(Assignment): Throughout the entries below, report every line where "impl" is found.

(Records to use):
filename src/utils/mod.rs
pub mod server;
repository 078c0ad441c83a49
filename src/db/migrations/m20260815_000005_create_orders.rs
use sea_orm::{
    DbErr, DeriveIden, DeriveMigrationName,
    prelude::Expr,
    sea_query::{ColumnDef, ForeignKey, ForeignKeyAction, Index, Table},
};
use sea_orm_migration::{MigrationTrait, SchemaManager, async_trait::async_trait};

use super::{
    m20260815_000001_create_users::Users, m20260815_000002_create_catalog::Artworks,
};

#[derive(DeriveIden)]
pub enum Orders {
    Table,
    Id,
    UserId,
    HandledBy,
    TotalCents,
    Status,
    ShippingAddress,
    CreatedAt,
}

#[derive(DeriveIden)]
pub enum OrderLines {
    Table,
    Id,
    OrderId,
    ArtworkId,
    Quantity,
    UnitPriceCents,
}

#[derive(DeriveIden)]
pub enum Payments {
    Table,
    Id,
    OrderId,
    Method,
    Status,
    AmountCents,
    Reference,
    PaidAt,
}

#[derive(DeriveMigrationName)]
pub struct Migration;

#[async_trait]
impl MigrationTrait for Migration {
    async fn up(&self, manager: &SchemaManager) -> Result<(), DbErr> {
        manager
            .create_table(
                Table::create()
                    .table(Orders::Table)
                    .if_not_exists()
                    .col(ColumnDef::new(Orders::Id).uuid().not_null().primary_key())
                    .col(ColumnDef::new(Orders::UserId).uuid().not_null())
                    .col(ColumnDef::new(Orders::HandledBy).uuid())
                    .col(
                        ColumnDef::new(Orders::TotalCents)
                            .big_integer()
                            .not_null()
                            .default(0),
                    )
                    .col(
                        ColumnDef::new(Orders::Status)
                            .string_len(20)
                            .not_null()
                            .default("in_progress"),
                    )
                    .col(
                        ColumnDef::new(Orders::ShippingAddress)
                            .text()
                            .not_null()
                            .default(""),
                    )
                    .col(
                        ColumnDef::new(Orders::CreatedAt)
                            .timestamp_with_time_zone()
                            .not_null()
                            .default(Expr::current_timestamp()),
                    )
                    .foreign_key(
                        ForeignKey::create()
                            .name("fk_orders_user")
                            .from(Orders::Table, Orders::UserId)
                            .to(Users::Table, Users::Id)
                            .on_delete(ForeignKeyAction::Cascade),
                    )
                    .foreign_key(
                        ForeignKey::create()
                            .name("fk_orders_handled_by")
                            .from(Orders::Table, Orders::HandledBy)
                            .to(Users::Table, Users::Id)
                            .on_delete(ForeignKeyAction::SetNull),
                    )
                    .to_owned(),
            )
            .await?;

        manager
            .create_index(
                Index::create()
                    .name("idx_orders_user_id")
                    .table(Orders::Table)
                    .col(Orders::UserId)
                    .to_owned(),
            )
            .await?;

        manager
            .create_table(
                Table::create()
                    .table(OrderLines::Table)
                    .if_not_exists()
                    .col(
                        ColumnDef::new(OrderLines::Id)
                            .uuid()
                            .not_null()
                            .primary_key(),
                    )
                    .col(ColumnDef::new(OrderLines::OrderId).uuid().not_null())
                    .col(ColumnDef::new(OrderLines::ArtworkId).uuid().not_null())
                    .col(ColumnDef::new(OrderLines::Quantity).integer().not_null())
                    .col(
                        ColumnDef::new(OrderLines::UnitPriceCents)
                            .big_integer()
                            .not_null(),
                    )
                    .foreign_key(
                        ForeignKey::create()
                            .name("fk_order_lines_order")
                            .from(OrderLines::Table, OrderLines::OrderId)
                            .to(Orders::Table, Orders::Id)
                            .on_delete(ForeignKeyAction::Cascade),
                    )
                    .foreign_key(
                        ForeignKey::create()
                            .name("fk_order_lines_artwork")
                            .from(OrderLines::Table, OrderLines::ArtworkId)
                            .to(Artworks::Table, Artworks::Id)
                            .on_delete(ForeignKeyAction::Cascade),
                    )
                    .to_owned(),
            )
            .await?;

        manager
            .create_index(
                Index::create()
                    .name("uq_order_lines_order_artwork")
                    .table(OrderLines::Table)
                    .col(OrderLines::OrderId)
                    .col(OrderLines::ArtworkId)
                    .unique()
                    .to_owned(),
            )
            .await?;

        manager
            .create_table(
                Table::create()
                    .table(Payments::Table)
                    .if_not_exists()
                    .col(
                        ColumnDef::new(Payments::Id)
                            .uuid()
                            .not_null()
                            .primary_key(),
                    )
                    .col(
                        ColumnDef::new(Payments::OrderId)
                            .uuid()
                            .not_null()
                            .unique_key(),
                    )
                    .col(ColumnDef::new(Payments::Method).string_len(20).not_null())
                    .col(
                        ColumnDef::new(Payments::Status)
                            .string_len(20)
                            .not_null()
                            .default("pending"),
                    )
                    .col(
                        ColumnDef::new(Payments::AmountCents)
                            .big_integer()
                            .not_null(),
                    )
                    .col(
                        ColumnDef::new(Payments::Reference)
                            .string_len(100)
                            .unique_key(),
                    )
                    .col(
                        ColumnDef::new(Payments::PaidAt)
                            .timestamp_with_time_zone()
                            .not_null()
                            .default(Expr::current_timestamp()),
                    )
                    .foreign_key(
                        ForeignKey::create()
                            .name("fk_payments_order")
                            .from(Payments::Table, Payments::OrderId)
                            .to(Orders::Table, Orders::Id)
                            .on_delete(ForeignKeyAction::Cascade),
                    )
                    .to_owned(),
            )
            .await?;

        Ok(())
    }

    async fn down(&self, manager: &SchemaManager) -> Result<(), DbErr> {
        manager
            .drop_table(Table::drop().table(Payments::Table).to_owned())
            .await?;
        manager
            .drop_table(Table::drop().table(OrderLines::Table).to_owned())
            .await?;
        manager
            .drop_table(Table::drop().table(Orders::Table).to_owned())
            .await
    }
}
use chrono::NaiveDate;
use sea_orm::entity::prelude::*;
use serde::Serialize;

#[derive(Clone, Debug, PartialEq, DeriveEntityModel)]
#[sea_orm(table_name = "exhibitions")]
pub struct Model {
    #[sea_orm(primary_key, auto_increment = false)]
    pub id: Uuid,

    #[sea_orm(nullable, indexed)]
    pub venue_id: Option<Uuid>,

    pub name: String,

    pub description: String,

    pub start_date: Date,

    pub end_date: Date,

    #[sea_orm(nullable)]
    pub poster_ref: Option<String>,
}

/// Derived from the exhibition dates, never stored.
#[derive(Clone, Copy, Debug, PartialEq, Serialize)]
#[serde(rename_all = "snake_case")]
pub enum ExhibitionStatus {
    Upcoming,
    Ongoing,
    Ended,
}

impl Model {
    pub fn status_on(&self, today: NaiveDate) -> ExhibitionStatus {
        if today < self.start_date {
            ExhibitionStatus::Upcoming
        } else if today > self.end_date {
            ExhibitionStatus::Ended
        } else {
            ExhibitionStatus::Ongoing
        }
    }
}

#[derive(Copy, Clone, Debug, EnumIter, DeriveRelation)]
pub enum Relation {
    #[sea_orm(
        belongs_to = "super::venue::Entity",
        from = "Column::VenueId",
        to = "super::venue::Column::Id"
    )]
    Venue,

    #[sea_orm(has_many = "super::ticket::Entity")]
    Tickets,

    #[sea_orm(has_many = "super::notification::Entity")]
    Notifications,
}

impl Related<super::venue::Entity> for Entity {
    fn to() -> RelationDef {
        Relation::Venue.def()
    }
}

impl Related<super::ticket::Entity> for Entity {
    fn to() -> RelationDef {
        Relation::Tickets.def()
    }
}

impl Related<super::artwork::Entity> for Entity {
    fn to() -> RelationDef {
        super::exhibition_artwork::Relation::Artwork.def()
    }

    fn via() -> Option<RelationDef> {
        Some(super::exhibition_artwork::Relation::Exhibition.def().rev())
    }
}

impl ActiveModelBehavior for ActiveModel {}

#[cfg(test)]
mod tests {
    use chrono::NaiveDate;
    use uuid::Uuid;

    use super::{ExhibitionStatus, Model};

    fn exhibition(start: (i32, u32, u32), end: (i32, u32, u32)) -> Model {
        Model {
            id: Uuid::new_v4(),
            venue_id: None,
            name: "Retrospective".into(),
            description: String::new(),
            start_date: NaiveDate::from_ymd_opt(start.0, start.1, start.2).unwrap(),
            end_date: NaiveDate::from_ymd_opt(end.0, end.1, end.2).unwrap(),
            poster_ref: None,
        }
    }

    #[test]
    fn status_is_derived_from_dates() {
        let show = exhibition((2026, 6, 1), (2026, 6, 30));

        let day = |y, m, d| NaiveDate::from_ymd_opt(y, m, d).unwrap();
        assert_eq!(show.status_on(day(2026, 5, 31)), ExhibitionStatus::Upcoming);
        assert_eq!(show.status_on(day(2026, 6, 1)), ExhibitionStatus::Ongoing);
        assert_eq!(show.status_on(day(2026, 6, 30)), ExhibitionStatus::Ongoing);
        assert_eq!(show.status_on(day(2026, 7, 1)), ExhibitionStatus::Ended);
    }
}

(Your response):
impl MigrationTrait for Migration {
impl Model {
impl Related<super::venue::Entity> for Entity {
impl Related<super::ticket::Entity> for Entity {
impl Related<super::artwork::Entity> for Entity {
impl ActiveModelBehavior for ActiveModel {}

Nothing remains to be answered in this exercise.